Exercise:
Each line of the data should be repeated precisely.

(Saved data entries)
• • • •

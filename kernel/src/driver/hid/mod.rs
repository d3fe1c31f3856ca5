//! Human Interface Device class support (§4.13, §4.14): report-descriptor
//! parsing for devices that need it, a fast path for the boot-protocol
//! keyboard/mouse that don't, and the driver that ties either into the
//! global [`crate::input`] queue.

pub mod boot_protocol;
pub mod driver;
pub mod parser;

• • • •

Exercise output:
filename kernel/src/driver/hid/mod.rs
repository d3fe1c31f3856ca5
//! Human Interface Device class support (§4.13, §4.14): report-descriptor
//! parsing for devices that need it, a fast path for the boot-protocol
//! keyboard/mouse that don't, and the driver that ties either into the
//! global [`crate::input`] queue.

pub mod boot_protocol;
pub mod driver;
pub mod parser;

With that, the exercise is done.